• [Problem statement]: The lines from the one with "be a positive" through the last line below are to be copied exactly; no other lines are to be returned.

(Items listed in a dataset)
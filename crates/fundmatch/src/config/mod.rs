use std::env;
use std::fmt;
use std::net::{IpAddr, SocketAddr};
use std::path::PathBuf;
use std::time::Duration;

use crate::matching::WeightTable;

/// Distinguishes runtime behavior for different stages of the service.
#[derive(Debug, Clone, Copy, PartialEq, Eq)]
pub enum AppEnvironment {
    Development,
    Test,
    Production,
}

impl AppEnvironment {
    fn from_str(value: &str) -> Self {
        match value.trim().to_ascii_lowercase().as_str() {
            "prod" | "production" => Self::Production,
            "test" | "ci" => Self::Test,
            _ => Self::Development,
        }
    }
}

/// Top-level configuration for the application.
#[derive(Debug, Clone)]
pub struct AppConfig {
    pub environment: AppEnvironment,
    pub server: ServerConfig,
    pub telemetry: TelemetryConfig,
    pub matching: MatchingConfig,
}

impl AppConfig {
    pub fn load() -> Result<Self, ConfigError> {
        dotenvy::dotenv().ok();

        let environment = AppEnvironment::from_str(
            &env::var("APP_ENV").unwrap_or_else(|_| "development".to_string()),
        );

        let host = env::var("APP_HOST").unwrap_or_else(|_| "127.0.0.1".to_string());
        let port = env::var("APP_PORT")
            .unwrap_or_else(|_| "3000".to_string())
            .parse::<u16>()
            .map_err(|_| ConfigError::InvalidPort)?;

        let log_level = env::var("APP_LOG_LEVEL").unwrap_or_else(|_| "info".to_string());

        Ok(Self {
            environment,
            server: ServerConfig { host, port },
            telemetry: TelemetryConfig { log_level },
            matching: MatchingConfig::from_env()?,
        })
    }
}

/// Settings controlling the HTTP server binding.
#[derive(Debug, Clone)]
pub struct ServerConfig {
    pub host: String,
    pub port: u16,
}

impl ServerConfig {
    pub fn socket_addr(&self) -> Result<SocketAddr, ConfigError> {
        if self.host.eq_ignore_ascii_case("localhost") {
            return Ok(SocketAddr::new(IpAddr::from([127, 0, 0, 1]), self.port));
        }

        let ip: IpAddr = self
            .host
            .parse()
            .map_err(|source| ConfigError::InvalidHost { source })?;

        Ok(SocketAddr::new(ip, self.port))
    }
}

/// Tracing controls.
#[derive(Debug, Clone)]
pub struct TelemetryConfig {
    pub log_level: String,
}

/// Ranking knobs and collaborator wiring.
#[derive(Debug, Clone, PartialEq)]
pub struct MatchingConfig {
    /// Length of the ranked list returned to callers.
    pub top_n: usize,
    /// Upper bound for a single text-interpretation or narrative call.
    pub collaborator_timeout: Duration,
    pub weights: WeightTable,
    pub catalog: CatalogConfig,
}

impl Default for MatchingConfig {
    fn default() -> Self {
        Self {
            top_n: 3,
            collaborator_timeout: Duration::from_millis(8_000),
            weights: WeightTable::default(),
            catalog: CatalogConfig::default(),
        }
    }
}

impl MatchingConfig {
    fn from_env() -> Result<Self, ConfigError> {
        let defaults = Self::default();

        let top_n = match env::var("MATCH_TOP_N") {
            Ok(raw) => match raw.trim().parse::<usize>() {
                Ok(value) if value > 0 => value,
                _ => return Err(ConfigError::InvalidNumber { key: "MATCH_TOP_N" }),
            },
            Err(_) => defaults.top_n,
        };

        let collaborator_timeout = match env::var("MATCH_COLLABORATOR_TIMEOUT_MS") {
            Ok(raw) => raw
                .trim()
                .parse::<u64>()
                .map(Duration::from_millis)
                .map_err(|_| ConfigError::InvalidNumber {
                    key: "MATCH_COLLABORATOR_TIMEOUT_MS",
                })?,
            Err(_) => defaults.collaborator_timeout,
        };

        let weights = WeightTable {
            very_important: weight_from_env(
                "MATCH_WEIGHT_VERY_IMPORTANT",
                defaults.weights.very_important,
            )?,
            important: weight_from_env("MATCH_WEIGHT_IMPORTANT", defaults.weights.important)?,
            low_preference: weight_from_env(
                "MATCH_WEIGHT_LOW_PREFERENCE",
                defaults.weights.low_preference,
            )?,
            not_important: weight_from_env(
                "MATCH_WEIGHT_NOT_IMPORTANT",
                defaults.weights.not_important,
            )?,
        };

        let catalog = CatalogConfig {
            candidates_path: env::var_os("CATALOG_CANDIDATES_PATH").map(PathBuf::from),
            metrics_path: env::var_os("CATALOG_METRICS_PATH").map(PathBuf::from),
        };

        Ok(Self {
            top_n,
            collaborator_timeout,
            weights,
            catalog,
        })
    }
}

fn weight_from_env(key: &'static str, default: f64) -> Result<f64, ConfigError> {
    match env::var(key) {
        Ok(raw) => match raw.trim().parse::<f64>() {
            Ok(value) if value.is_finite() && value >= 0.0 => Ok(value),
            _ => Err(ConfigError::InvalidWeight { key }),
        },
        Err(_) => Ok(default),
    }
}

/// Optional CSV exports backing the candidate catalog.
#[derive(Debug, Clone, Default, PartialEq, Eq)]
pub struct CatalogConfig {
    pub candidates_path: Option<PathBuf>,
    pub metrics_path: Option<PathBuf>,
}

#[derive(Debug)]
pub enum ConfigError {
    InvalidPort,
    InvalidHost { source: std::net::AddrParseError },
    InvalidNumber { key: &'static str },
    InvalidWeight { key: &'static str },
}

impl fmt::Display for ConfigError {
    fn fmt(&self, f: &mut fmt::Formatter<'_>) -> fmt::Result {
        match self {
            ConfigError::InvalidPort => write!(f, "APP_PORT must be a valid u16"),
            ConfigError::InvalidHost { .. } => {
                write!(f, "APP_HOST must parse to an IPv4 or IPv6 address")
            }
            ConfigError::InvalidNumber { key } => {
                write!(f, "{key} must be a positive integer")
            }
            ConfigError::InvalidWeight { key } => {
                write!(f, "{key} must be a non-negative number")
            }
        }
    }
}

impl std::error::Error for ConfigError {
    fn source(&self) -> Option<&(dyn std::error::Error + 'static)> {
        match self {
            ConfigError::InvalidHost { source } => Some(source),
            ConfigError::InvalidPort
            | ConfigError::InvalidNumber { .. }
            | ConfigError::InvalidWeight { .. } => None,
        }
    }
}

• [Worked solution]:
                write!(f, "{key} must be a positive integer")
            }
            ConfigError::InvalidWeight { key } => {
                write!(f, "{key} must be a non-negative number")
            }
        }
    }
}

impl std::error::Error for ConfigError {
    fn source(&self) -> Option<&(dyn std::error::Error + 'static)> {
        match self {
            ConfigError::InvalidHost { source } => Some(source),
            ConfigError::InvalidPort
            | ConfigError::InvalidNumber { .. }
            | ConfigError::InvalidWeight { .. } => None,
        }
    }
}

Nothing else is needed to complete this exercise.